Persis seperti dugaanku, Iona dan Roos semakin dekat karena projek kelompok itu. Beberapa kali aku melihat mereka berdua berjalan bersama di sekolah, kembali mengobrol berdua. Roos benar-benar bertekad untuk membuat Iona tidak jatuh cinta padaku. Iona tidak lagi menghindar darinya, tidak lagi bersikap jutek pada Roos. Perlahan tapi pasti kehangatan Iona kembali ditunjukkannya pada Roos.
Aku melakukan apa yang aku bisa, walau akhir-akhir ini aku sadari bahwa semuanya sia-sia.
Aku bukanlah laki-laki yang Iona mau.
Aku bukanlah laki-laki yang ditakdirkan untuk menjadi pemenang di hati Iona.
Roos juga tampaknya sudah bisa berdamai dengan 'apa' dan 'siapa' serta kehidupan yang ia jalani hingga ia berani menunjukkan rasa suka juga kepada Iona.
Ah, tinggal menunggu waktu untuk mereka resmii berpacaran.
Dan saat itu terjadi, aku menjadi pecundang di tepian. Tepat sebagaimana aku mestinya berada.
Tapi sebelum itu terjadi, ada satu hal yang ingin aku lakukan.
Aku ingin-
"Pram, awas!"
BUK
Bola voli datang menghantam wajahku begitu cepat. Aku jatuh terhuyung.
Prittt ....
Pak Matthew meniup peluit panjang, menghentikan permainan sementara.
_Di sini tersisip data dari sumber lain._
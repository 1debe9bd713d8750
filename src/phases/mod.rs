// Phase functions
//
// Each phase maps (item snapshot, context) to a typed output. Phases hold no
// mutable state; anything an earlier phase produced arrives via the item
// snapshot or PhaseContext.

pub mod ai_complete;
pub mod classify;
pub mod fetch_detail;
pub mod generate_html;
pub mod profit;
pub mod score;
pub mod search;
pub mod shipping;
pub mod translate;

use async_trait::async_trait;
use std::collections::HashMap;
use std::sync::Arc;

use crate::core::config::Config;
use crate::core::errors::ServiceResult;
use crate::core::types::{CompetitorCandidate, CompetitorDetail, Item, PhaseName, PhaseOutput};
use crate::orchestration::enrichment_merger::EnrichmentMerger;
use crate::services::{
    AiCompletionService, CalculationService, ClassificationService, ItemDetailProvider,
    MarketSearchService, RemoteCallExecutor, TranslationService,
};

pub use ai_complete::AiCompletePhase;
pub use classify::ClassifyPhase;
pub use fetch_detail::FetchDetailPhase;
pub use generate_html::GenerateHtmlPhase;
pub use profit::ProfitPhase;
pub use score::ScorePhase;
pub use search::SearchCompetitorsPhase;
pub use shipping::ShippingPhase;
pub use translate::TranslatePhase;

/// Prerequisite data handed to a phase explicitly
#[derive(Debug, Clone, Default)]
pub struct PhaseContext {
    /// Candidate the operator chose at the selection gate
    pub selection: Option<CompetitorCandidate>,
    /// Detail fetched for the chosen candidate
    pub competitor: Option<CompetitorDetail>,
    pub target_language: String,
}

#[async_trait]
pub trait Phase: Send + Sync {
    fn name(&self) -> PhaseName;
    async fn execute(&self, item: &Item, context: &PhaseContext) -> ServiceResult<PhaseOutput>;
}

/// External collaborators the standard phases call
#[derive(Clone)]
pub struct Collaborators {
    pub classification: Arc<dyn ClassificationService>,
    pub calculation: Arc<dyn CalculationService>,
    pub market_search: Arc<dyn MarketSearchService>,
    /// Tried in order: primary first, then fallbacks
    pub detail_providers: Vec<Arc<dyn ItemDetailProvider>>,
    pub ai: Arc<dyn AiCompletionService>,
    pub translation: Arc<dyn TranslationService>,
}

/// Phase lookup by name
#[derive(Clone, Default)]
pub struct PhaseSet {
    phases: HashMap<PhaseName, Arc<dyn Phase>>,
}

impl PhaseSet {
    pub fn new() -> Self {
        Self::default()
    }

    /// All nine phases wired to the given collaborators, with per-phase deadlines from config
    pub fn standard(collaborators: Collaborators, executor: &RemoteCallExecutor, config: &Config) -> Self {
        let default_exec = executor.with_timeout(config.retry.default_timeout);
        let search_exec = executor.with_timeout(config.retry.search_timeout);
        let ai_exec = executor.with_timeout(config.retry.ai_timeout);
        let target_fields = config.merge.ai_target_fields.clone();

        Self::new()
            .with(ClassifyPhase::new(collaborators.classification, default_exec.clone()))
            .with(ShippingPhase::new(collaborators.calculation.clone(), default_exec.clone()))
            .with(ProfitPhase::new(collaborators.calculation, default_exec.clone()))
            .with(SearchCompetitorsPhase::new(collaborators.market_search, search_exec))
            .with(FetchDetailPhase::new(collaborators.detail_providers, default_exec))
            .with(AiCompletePhase::new(
                collaborators.ai,
                ai_exec.clone(),
                EnrichmentMerger::new(config.merge.confidence_threshold),
                target_fields.clone(),
            ))
            .with(ScorePhase::new(target_fields.clone()))
            .with(TranslatePhase::new(collaborators.translation, ai_exec))
            .with(GenerateHtmlPhase::new(target_fields))
    }

    pub fn with(mut self, phase: impl Phase + 'static) -> Self {
        self.phases.insert(phase.name(), Arc::new(phase));
        self
    }

    pub fn get(&self, name: PhaseName) -> Option<Arc<dyn Phase>> {
        self.phases.get(&name).cloned()
    }

    pub fn contains(&self, name: PhaseName) -> bool {
        self.phases.contains_key(&name)
    }
}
Teman-teman voliku mengerubungiku.
"Pram! Kamu gak apa-apa?" tanya Pak Matthew.
"Kak Pram, maafin aku!" seru Denis yang tadi melakukan servis ke arahku. Dia anggota klub voli yang paling muda di tim. Dia kelas delapan SMP. Ia menatapku dengan khawatir.
"Gak apa-apa," ucapku berusaha menangkannya yang terlihat panik. Aku bangkit. Kepalaku terasa pusing.
"Lo jangan ngelamun mulu," kata Bartha.
"Gue gak ngelamun," sangkalku.
"Kamu istirahat dulu di bangku," suruh Pak Matthew.
"Tapi pak-"
"Istirahat," tegas Pak Matthew.
Aku tidak bisa menolak.
Selama aku bermain voli tidak pernah aku mengalami hal begini. Aku selalu fokus. Saat di lapangan pikiran dan hatiku hanya tertuju pada satu objek: VOLI. Ah, aku memang harus cepat-cepat menyerah dari kompetisiku dengan Roos.
Satu petunjuk lagi dan aku akan menghentikan semuanya: perasaanku, ambisiku, rasa sukaku kepada Iona.
Aku berjanji.
》《
"Selamat ulang tahun, Pak Matthew!" sorak kami kompak begitu Pak Mathew usai meniup lilin.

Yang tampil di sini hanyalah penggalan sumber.